The architecture of AlexNet is as follows:

  1. Convolutional Layers: - 5 convolutional layers with ReLU activations. - MaxPooling after the 1st, 2nd, and 5th convolutional layers.

  2. Fully Connected Layers: - 2 hidden fully connected layers, each with 4096 units and ReLU activations. - Output layer with num_classes units for classification.
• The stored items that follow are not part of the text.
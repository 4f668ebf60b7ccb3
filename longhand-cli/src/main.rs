//! Longhand CLI
//!
//! Expand CSS shorthands into longhands and collapse them back.
//!
//! - longhand expand background 'url(a.png) no-repeat, url(b.png)'
//! - longhand collapse flex flex-grow=0 flex-shrink=0 flex-basis=auto
//! - longhand compact margin-top=1px margin-right=1px margin-bottom=1px margin-left=1px

use anyhow::{Context, Result, bail};
use clap::{Parser, Subcommand};
use indexmap::IndexMap;
use longhand_common::warning::warn_once;
use longhand_css::{Longhands, ShorthandError, ShorthandKind, split_important};
use owo_colors::OwoColorize;
use strum::IntoEnumIterator;

/// Longhand: CSS shorthand expansion and collapse
#[derive(Parser, Debug)]
#[command(name = "longhand")]
#[command(author, version, about, long_about = None)]
#[command(after_help = r#"EXAMPLES:
    # Expand a shorthand into every longhand
    longhand expand background 'url(a.png) center / cover no-repeat'

    # !important is carried to each longhand
    longhand expand margin '1px 2px !important'

    # Collapse a complete longhand set
    longhand collapse border-radius border-top-left-radius=4px \
        border-top-right-radius=4px border-bottom-right-radius=0 border-bottom-left-radius=0

    # Replace every complete group in a declaration block
    longhand compact color=red padding-top=1px padding-right=2px \
        padding-bottom=1px padding-left=2px

    # Show a family's longhands and initial values
    longhand meta animation --json
"#)]
struct Cli {
    /// Disable colored output
    #[arg(long, global = true)]
    no_color: bool,

    #[command(subcommand)]
    command: Command,
}

#[derive(Subcommand, Debug)]
enum Command {
    /// Expand a shorthand value into its longhands
    Expand {
        /// Shorthand property name
        shorthand: String,
        /// Declaration value; several arguments are joined with spaces
        #[arg(required = true, num_args = 1.., allow_hyphen_values = true)]
        value: Vec<String>,
        /// Print a JSON object instead of declarations
        #[arg(long)]
        json: bool,
    },
    /// Collapse a complete longhand set into its shorthand
    Collapse {
        /// Shorthand property name
        shorthand: String,
        /// Longhands as name=value
        #[arg(value_name = "NAME=VALUE", required = true)]
        longhands: Vec<String>,
        /// Print a JSON object instead of a declaration
        #[arg(long)]
        json: bool,
    },
    /// Replace every complete, collapsible longhand group with its shorthand
    Compact {
        /// Declarations as name=value
        #[arg(value_name = "NAME=VALUE", required = true)]
        declarations: Vec<String>,
        /// Print a JSON object instead of declarations
        #[arg(long)]
        json: bool,
    },
    /// Print a shorthand's descriptor
    Meta {
        /// Shorthand property name
        shorthand: String,
        /// Print JSON (the default is a table)
        #[arg(long)]
        json: bool,
    },
    /// List every supported shorthand
    List {
        /// Print a JSON object of shorthand to longhands
        #[arg(long)]
        json: bool,
    },
}

fn main() -> Result<()> {
    let cli = Cli::parse();
    let out = Output { color: !cli.no_color };

    match cli.command {
        Command::Expand {
            shorthand,
            value,
            json,
        } => expand(&out, &shorthand, &value.join(" "), json),
        Command::Collapse {
            shorthand,
            longhands,
            json,
        } => collapse(&out, &shorthand, &longhands, json),
        Command::Compact { declarations, json } => {
            let block = parse_declarations(&declarations);
            let compacted = longhand_css::compact(&block);
            if json {
                println!("{}", serde_json::to_string_pretty(&compacted)?);
            } else {
                for (name, value) in &compacted {
                    let (value, important) = split_important(value);
                    out.declaration(name, value, important);
                }
            }
            Ok(())
        }
        Command::Meta { shorthand, json } => {
            let meta = longhand_css::meta(&shorthand)
                .with_context(|| format!("no descriptor for '{shorthand}'"))?;
            if json {
                println!("{}", serde_json::to_string_pretty(meta)?);
            } else {
                println!("{}", out.name(meta.shorthand));
                for (index, longhand) in meta.longhands.iter().enumerate() {
                    match meta.default_at(index) {
                        "" => println!("  {longhand}"),
                        initial => println!("  {longhand} {}", out.dim(&format!("(initial: {initial})"))),
                    }
                }
            }
            Ok(())
        }
        Command::List { json } => {
            if json {
                let families: IndexMap<&str, &[&str]> = ShorthandKind::iter()
                    .map(|kind| (kind.meta().shorthand, kind.meta().longhands))
                    .collect();
                println!("{}", serde_json::to_string_pretty(&families)?);
            } else {
                for kind in ShorthandKind::iter() {
                    let meta = kind.meta();
                    println!("{} {}", out.name(meta.shorthand), out.dim(&meta.longhands.join(", ")));
                }
            }
            Ok(())
        }
    }
}

/// Expand `value`, carrying `!important` to every longhand
fn expand(out: &Output, shorthand: &str, value: &str, json: bool) -> Result<()> {
    let (value, important) = split_important(value);
    let longhands = longhand_css::expand(shorthand, value)
        .map_err(|err| rejected(err, &format!("cannot expand {shorthand}: {value}")))?;

    if json {
        let longhands: Longhands = longhands
            .into_iter()
            .map(|(name, value)| {
                let value = if important {
                    format!("{value} !important")
                } else {
                    value
                };
                (name, value)
            })
            .collect();
        println!("{}", serde_json::to_string_pretty(&longhands)?);
    } else {
        for (name, value) in &longhands {
            out.declaration(name, value, important);
        }
    }
    Ok(())
}

/// Collapse `name=value` arguments; `!important` must be on all or none
fn collapse(out: &Output, shorthand: &str, arguments: &[String], json: bool) -> Result<()> {
    let block = parse_declarations(arguments);
    let mut longhands = Longhands::with_capacity(block.len());
    let mut flags = Vec::with_capacity(block.len());
    for (name, value) in &block {
        let (value, important) = split_important(value);
        flags.push(important);
        let _ = longhands.insert(name.clone(), value.to_string());
    }
    let important = flags.first().copied().unwrap_or(false);
    if flags.iter().any(|&flag| flag != important) {
        bail!("!important is set on some longhands of {shorthand} but not all");
    }

    let value = longhand_css::collapse(shorthand, &longhands)
        .map_err(|err| rejected(err, &format!("cannot collapse into {shorthand}")))?;

    if json {
        let value = if important {
            format!("{value} !important")
        } else {
            value
        };
        let mut object = IndexMap::new();
        let _ = object.insert(shorthand.to_ascii_lowercase(), value);
        println!("{}", serde_json::to_string_pretty(&object)?);
    } else {
        out.declaration(&shorthand.to_ascii_lowercase(), &value, important);
    }
    Ok(())
}

/// Note the kind of a rejection on stderr (once per kind) and wrap the error
fn rejected(err: ShorthandError, context: &str) -> anyhow::Error {
    let _ = warn_once("CSS", &format!("declaration rejected: {}", err.kind()));
    anyhow::Error::new(err).context(context.to_string())
}

/// Parse `name=value` arguments in order. A malformed argument is reported
/// once and skipped.
fn parse_declarations(arguments: &[String]) -> Longhands {
    let mut block = Longhands::with_capacity(arguments.len());
    for argument in arguments {
        let Some((name, value)) = argument.split_once('=') else {
            let _ = warn_once("CLI", &format!("ignoring '{argument}': expected name=value"));
            continue;
        };
        let name = name.trim();
        if name.is_empty() {
            let _ = warn_once("CLI", &format!("ignoring '{argument}': empty property name"));
            continue;
        }
        let _ = block.insert(name.to_ascii_lowercase(), value.trim().to_string());
    }
    block
}

/// Terminal output, optionally colored
struct Output {
    color: bool,
}

impl Output {
    fn name(&self, text: &str) -> String {
        if self.color {
            text.cyan().to_string()
        } else {
            text.to_string()
        }
    }

    fn dim(&self, text: &str) -> String {
        if self.color {
            text.dimmed().to_string()
        } else {
            text.to_string()
        }
    }

    fn declaration(&self, name: &str, value: &str, important: bool) {
        let flag = match (important, self.color) {
            (false, _) => String::new(),
            (true, true) => format!(" {}", "!important".yellow()),
            (true, false) => " !important".to_string(),
        };
        println!("{}: {value}{flag};", self.name(name));
    }
}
  3. Regularization: - Dropout is applied to fully connected layers to reduce overfitting.

Examples

Basic Example

import lucid.models as models

config = models.AlexNetConfig()
model = models.AlexNet(config)

# Input tensor with shape (1, 3, 224, 224)
input_ = Tensor.randn(1, 3, 224, 224)

# Perform forward pass
output = model(input_)

print(output.shape)  # Shape: (1, 1000)

Explanation

The model processes the input through its convolutional and fully connected layers, producing logits for 1000 classes.

Custom Number of Classes

config = models.AlexNetConfig(
    num_classes=10,
    in_channels=1,
    dropout=0.25,
    classifier_hidden_features=(512, 256),
)
model = models.AlexNet(config)

input_ = Tensor.randn(1, 1, 224, 224)

output = model(input_)
print(output.shape)  # Shape: (1, 10)